[Data supplied Boundary: Start]

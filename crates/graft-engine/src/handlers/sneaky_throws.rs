//! `graft.SneakyThrows`: rethrow checked exceptions without declaring them.
//!
//! The method body is wrapped in one try/catch per named exception type,
//! nested innermost-first so earlier names catch closest to the code. Each
//! catch rethrows through the runtime's unchecked bypass, which launders
//! the checked type past the verifier. A leading explicit `super(...)` or
//! `this(...)` delegation in a constructor must stay outside the try.

use graft_ast::{NodeIndex, NodeList, SyntaxKind};
use graft_common::{diagnostic_codes, Span};

use crate::dispatch::TransformContext;
use crate::registry::{Handler, HandlerError};
use crate::synth::Synth;
use crate::tree::{Kind, TreeId};
use crate::values::AnnotationValues;

const BYPASS_HELPER: &str = "graft.Graft.sneakyThrow";

pub struct HandleSneakyThrows;

impl Handler for HandleSneakyThrows {
    fn handle(
        &self,
        values: &AnnotationValues,
        site: TreeId,
        cx: &mut TransformContext<'_>,
    ) -> Result<(), HandlerError> {
        let ann_node = cx.tree.node(site);
        let span = cx.arena.get(ann_node).map(|n| n.span).unwrap_or(Span::EMPTY);

        let host = cx.tree.parent(site);
        if host.map(|h| cx.tree.kind(h)) != Some(Some(Kind::Method)) {
            cx.error(
                span,
                diagnostic_codes::ILLEGAL_SITE,
                "@SneakyThrows is legal only on methods and constructors",
            );
            return Ok(());
        }
        let method = host.map(|h| cx.tree.node(h)).unwrap_or(NodeIndex::NONE);

        let body = cx
            .arena
            .get_method(method)
            .map(|m| m.body)
            .unwrap_or(NodeIndex::NONE);
        if body.is_none() {
            cx.error(
                span,
                diagnostic_codes::ILLEGAL_SITE,
                "@SneakyThrows can only be used on concrete methods",
            );
            return Ok(());
        }

        let statements: Vec<NodeIndex> = match cx.arena.get_block(body) {
            Some(b) => b.statements.iter().collect(),
            None => return Ok(()),
        };
        if statements.is_empty() {
            return Ok(());
        }

        let mut exceptions = values.string_list("value");
        if exceptions.is_empty() {
            exceptions.push("java.lang.Throwable".to_string());
        }

        // Constructors must run their delegation before anything else; the
        // verifier rejects a super() inside a try.
        let split = if cx.arena.is_constructor(method)
            && is_delegation_call(cx.arena, statements[0])
        {
            1
        } else {
            0
        };
        let (prefix, wrapped) = statements.split_at(split);
        if wrapped.is_empty() {
            return Ok(());
        }

        let mut s = Synth::new(cx.arena, ann_node);
        let mut current = s.block(wrapped.to_vec());
        for exception in &exceptions {
            let catch = bypass_catch(&mut s, exception);
            let guarded = s.try_stmt(current, vec![catch], NodeIndex::NONE);
            current = s.block(vec![guarded]);
        }

        let inner: Vec<NodeIndex> = match cx.arena.get_block(current) {
            Some(b) => b.statements.iter().collect(),
            None => vec![current],
        };
        let mut rebuilt: Vec<NodeIndex> = prefix.to_vec();
        rebuilt.extend(inner);
        if let Some(b) = cx.arena.get_block_mut(body) {
            b.statements = NodeList::of(rebuilt);
        }

        cx.resync();
        Ok(())
    }
}

/// `catch (final ExceptionType $ex) { throw graft.Graft.sneakyThrow($ex); }`
fn bypass_catch(s: &mut Synth<'_>, exception: &str) -> NodeIndex {
    let ex_ty = s.named_ref(exception);
    let param = s.parameter_decl("$ex", ex_ty);
    s.add_flags(param, graft_ast::NodeFlags::FINAL);
    let callee = s.dotted(BYPASS_HELPER);
    let ex_ref = s.ident("$ex");
    let laundered = s.call(callee, vec![ex_ref]);
    let rethrow = s.throw_stmt(laundered);
    let block = s.block(vec![rethrow]);
    s.catch_clause(param, block)
}

/// First-statement `super(...)` or `this(...)` in a constructor body.
fn is_delegation_call(arena: &graft_ast::NodeArena, stmt: NodeIndex) -> bool {
    let Some(SyntaxKind::ExpressionStatement) = arena.kind(stmt) else {
        return false;
    };
    let Some(expr) = arena.get_expr_stmt(stmt).map(|e| e.expression) else {
        return false;
    };
    let Some(SyntaxKind::Call) = arena.kind(expr) else {
        return false;
    };
    let Some(callee) = arena.get_call(expr).map(|c| c.callee) else {
        return false;
    };
    matches!(arena.kind(callee), Some(SyntaxKind::Super | SyntaxKind::This))
}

[Data supplied Boundary: End]

# Prompt
Each line of the data is to be written out again exactly.

# Answer space
filename crates/graft-engine/src/handlers/sneaky_throws.rs
//! `graft.SneakyThrows`: rethrow checked exceptions without declaring them.
//!
//! The method body is wrapped in one try/catch per named exception type,
//! nested innermost-first so earlier names catch closest to the code. Each
//! catch rethrows through the runtime's unchecked bypass, which launders
//! the checked type past the verifier. A leading explicit `super(...)` or
//! `this(...)` delegation in a constructor must stay outside the try.

use graft_ast::{NodeIndex, NodeList, SyntaxKind};
use graft_common::{diagnostic_codes, Span};

use crate::dispatch::TransformContext;
use crate::registry::{Handler, HandlerError};
use crate::synth::Synth;
use crate::tree::{Kind, TreeId};
use crate::values::AnnotationValues;

const BYPASS_HELPER: &str = "graft.Graft.sneakyThrow";

pub struct HandleSneakyThrows;

impl Handler for HandleSneakyThrows {
    fn handle(
        &self,
        values: &AnnotationValues,
        site: TreeId,
        cx: &mut TransformContext<'_>,
    ) -> Result<(), HandlerError> {
        let ann_node = cx.tree.node(site);
        let span = cx.arena.get(ann_node).map(|n| n.span).unwrap_or(Span::EMPTY);

        let host = cx.tree.parent(site);
        if host.map(|h| cx.tree.kind(h)) != Some(Some(Kind::Method)) {
            cx.error(
                span,
                diagnostic_codes::ILLEGAL_SITE,
                "@SneakyThrows is legal only on methods and constructors",
            );
            return Ok(());
        }
        let method = host.map(|h| cx.tree.node(h)).unwrap_or(NodeIndex::NONE);

        let body = cx
            .arena
            .get_method(method)
            .map(|m| m.body)
            .unwrap_or(NodeIndex::NONE);
        if body.is_none() {
            cx.error(
                span,
                diagnostic_codes::ILLEGAL_SITE,
                "@SneakyThrows can only be used on concrete methods",
            );
            return Ok(());
        }

        let statements: Vec<NodeIndex> = match cx.arena.get_block(body) {
            Some(b) => b.statements.iter().collect(),
            None => return Ok(()),
        };
        if statements.is_empty() {
            return Ok(());
        }

        let mut exceptions = values.string_list("value");
        if exceptions.is_empty() {
            exceptions.push("java.lang.Throwable".to_string());
        }

        // Constructors must run their delegation before anything else; the
        // verifier rejects a super() inside a try.
        let split = if cx.arena.is_constructor(method)
            && is_delegation_call(cx.arena, statements[0])
        {
            1
        } else {
            0
        };
        let (prefix, wrapped) = statements.split_at(split);
        if wrapped.is_empty() {
            return Ok(());
        }

        let mut s = Synth::new(cx.arena, ann_node);
        let mut current = s.block(wrapped.to_vec());
        for exception in &exceptions {
            let catch = bypass_catch(&mut s, exception);
            let guarded = s.try_stmt(current, vec![catch], NodeIndex::NONE);
            current = s.block(vec![guarded]);
        }

        let inner: Vec<NodeIndex> = match cx.arena.get_block(current) {
            Some(b) => b.statements.iter().collect(),
            None => vec![current],
        };
        let mut rebuilt: Vec<NodeIndex> = prefix.to_vec();
        rebuilt.extend(inner);
        if let Some(b) = cx.arena.get_block_mut(body) {
            b.statements = NodeList::of(rebuilt);
        }

        cx.resync();
        Ok(())
    }
}

/// `catch (final ExceptionType $ex) { throw graft.Graft.sneakyThrow($ex); }`
fn bypass_catch(s: &mut Synth<'_>, exception: &str) -> NodeIndex {
    let ex_ty = s.named_ref(exception);
    let param = s.parameter_decl("$ex", ex_ty);
    s.add_flags(param, graft_ast::NodeFlags::FINAL);
    let callee = s.dotted(BYPASS_HELPER);
    let ex_ref = s.ident("$ex");
    let laundered = s.call(callee, vec![ex_ref]);
    let rethrow = s.throw_stmt(laundered);
    let block = s.block(vec![rethrow]);
    s.catch_clause(param, block)
}

/// First-statement `super(...)` or `this(...)` in a constructor body.
fn is_delegation_call(arena: &graft_ast::NodeArena, stmt: NodeIndex) -> bool {
    let Some(SyntaxKind::ExpressionStatement) = arena.kind(stmt) else {
        return false;
    };
    let Some(expr) = arena.get_expr_stmt(stmt).map(|e| e.expression) else {
        return false;
    };
    let Some(SyntaxKind::Call) = arena.kind(expr) else {
        return false;
    };
    let Some(callee) = arena.get_call(expr).map(|c| c.callee) else {
        return false;
    };
    matches!(arena.kind(callee), Some(SyntaxKind::Super | SyntaxKind::This))
}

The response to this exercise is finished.